The school aims to cover several themes on modelling in marine ecology and provide several courses within each theme. The currently negotiated themes include:
Theme 1: Marine population and community dynamics
Course 1 – Size-spectrum modelling
(Axel Rossberg: School of Biological and Chemical Science, Queen Mary University of Lodon, England)
The complexity of marine ecological communities calls for descriptions of their dynamics at some higher level of abstraction than food-web models that requires fewer parameters and is more robust to uncertainty. Ecologists therefore study the community size spectrum, defined as the distribution of community biomass over the logarithmic body mass axis. It tells us how many small and large individuals there are. The interesting mix of regularity and structure observed for this trait-based description suggests its amiability to modelling. However, attempts since the 1970s to formulate predictive size-spectrum models based on ad-hoc, heuristic considerations have regularly run into difficulties.
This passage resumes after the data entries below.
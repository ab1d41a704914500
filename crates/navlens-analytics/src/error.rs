//! Error types for NAV analytics.

use thiserror::Error;

use navlens_core::NavlensError;

/// Result type for analytics operations.
pub type AnalyticsResult<T> = Result<T, AnalyticsError>;

/// Errors that can occur while deriving metrics.
///
/// Missing data within an otherwise valid series is never an error here;
/// it degrades to a `None` field on the metrics record. The only hard
/// failure is asking for metrics over a series with no points at all.
#[derive(Error, Debug, Clone, PartialEq, Eq)]
pub enum AnalyticsError {
    /// Metrics were requested for a series with zero data points.
    #[error("Series '{name}' has no data points")]
    EmptySeries {
        /// Name of the empty series.
        name: String,
    },

    /// A date calculation fell outside the supported calendar range.
    #[error(transparent)]
    Date(#[from] NavlensError),
}

impl AnalyticsError {
    /// Creates an empty series error.
    #[must_use]
    pub fn empty_series(name: impl Into<String>) -> Self {
        Self::EmptySeries { name: name.into() }
    }
}
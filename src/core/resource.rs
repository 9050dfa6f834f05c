use crate::core::errors::{Result, SimError};
use indexmap::IndexMap;
use std::cell::{Ref, RefCell, RefMut};
use std::rc::Rc;

/// Shared mutable numeric buffer published through the resource exchange.
///
/// A publisher keeps one clone and mutates the buffer in place each step;
/// subscribers keep their own clones and see every write without further
/// exchange traffic. Scalars travel as length-1 buffers. Borrows are
/// runtime-checked, which is sufficient because the kernel is single-threaded
/// and no borrow is held across a lifecycle call.
#[derive(Debug, Clone)]
pub struct ResourceHandle {
    inner: Rc<RefCell<Vec<f64>>>,
}

impl ResourceHandle {
    pub fn new(data: Vec<f64>) -> Self {
        Self {
            inner: Rc::new(RefCell::new(data)),
        }
    }

    pub fn scalar(value: f64) -> Self {
        Self::new(vec![value])
    }

    /// Zero-filled buffer of the given length.
    pub fn zeros(len: usize) -> Self {
        Self::new(vec![0.0; len])
    }

    pub fn len(&self) -> usize {
        self.inner.borrow().len()
    }

    pub fn is_empty(&self) -> bool {
        self.inner.borrow().is_empty()
    }

    pub fn read(&self) -> Ref<'_, Vec<f64>> {
        self.inner.borrow()
    }

    pub fn write(&self) -> RefMut<'_, Vec<f64>> {
        self.inner.borrow_mut()
    }

    /// Copy of the current contents, for consumers that need a detached row.
    pub fn snapshot(&self) -> Vec<f64> {
        self.inner.borrow().clone()
    }
}

/// Startup-time publish/subscribe wiring between modules.
///
/// Keys are namespaced `"<PublisherKind>:<field>"`. Each key is published by
/// exactly one module; publishing a key twice is a fatal wiring error.
/// Iteration order is publication order, so subscription passes are
/// deterministic.
#[derive(Default)]
pub struct ResourceExchange {
    resources: IndexMap<String, ResourceHandle>,
}

impl ResourceExchange {
    pub fn new() -> Self {
        Self::default()
    }

    /// Insert a key → handle pair. Fails fast on a duplicate key.
    pub fn publish(&mut self, key: &str, handle: ResourceHandle) -> Result<()> {
        if self.resources.contains_key(key) {
            return Err(SimError::DuplicateResource(key.to_string()));
        }
        self.resources.insert(key.to_string(), handle);
        Ok(())
    }

    pub fn get(&self, key: &str) -> Option<&ResourceHandle> {
        self.resources.get(key)
    }

    pub fn contains_key(&self, key: &str) -> bool {
        self.resources.contains_key(key)
    }

    pub fn len(&self) -> usize {
        self.resources.len()
    }

    pub fn is_empty(&self) -> bool {
        self.resources.is_empty()
    }

    /// All published pairs, in publication order.
    pub fn iter(&self) -> impl Iterator<Item = (&str, &ResourceHandle)> + '_ {
        self.resources.iter().map(|(k, v)| (k.as_str(), v))
    }
}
I will show how mathematical approximation techniques can be used to derive simplified size-spectrum models from food web models for size-structure populations, and point to interesting open questions. A thus derived model provides a unified description of marine and freshwater pelagic size spectra and successfully explains observed structures and parameter dependencies. Drawing deeply from and extending the mathematical tool-box developed to study pattern-formation in non-linear dynamical systems (while swapping physical space by trait space—the logarithmic size axis), I will show how the dynamics of this simplified model can be understood, thus linking observed high-level ecological phenomenology mechanistically to the life-cycles of organisms.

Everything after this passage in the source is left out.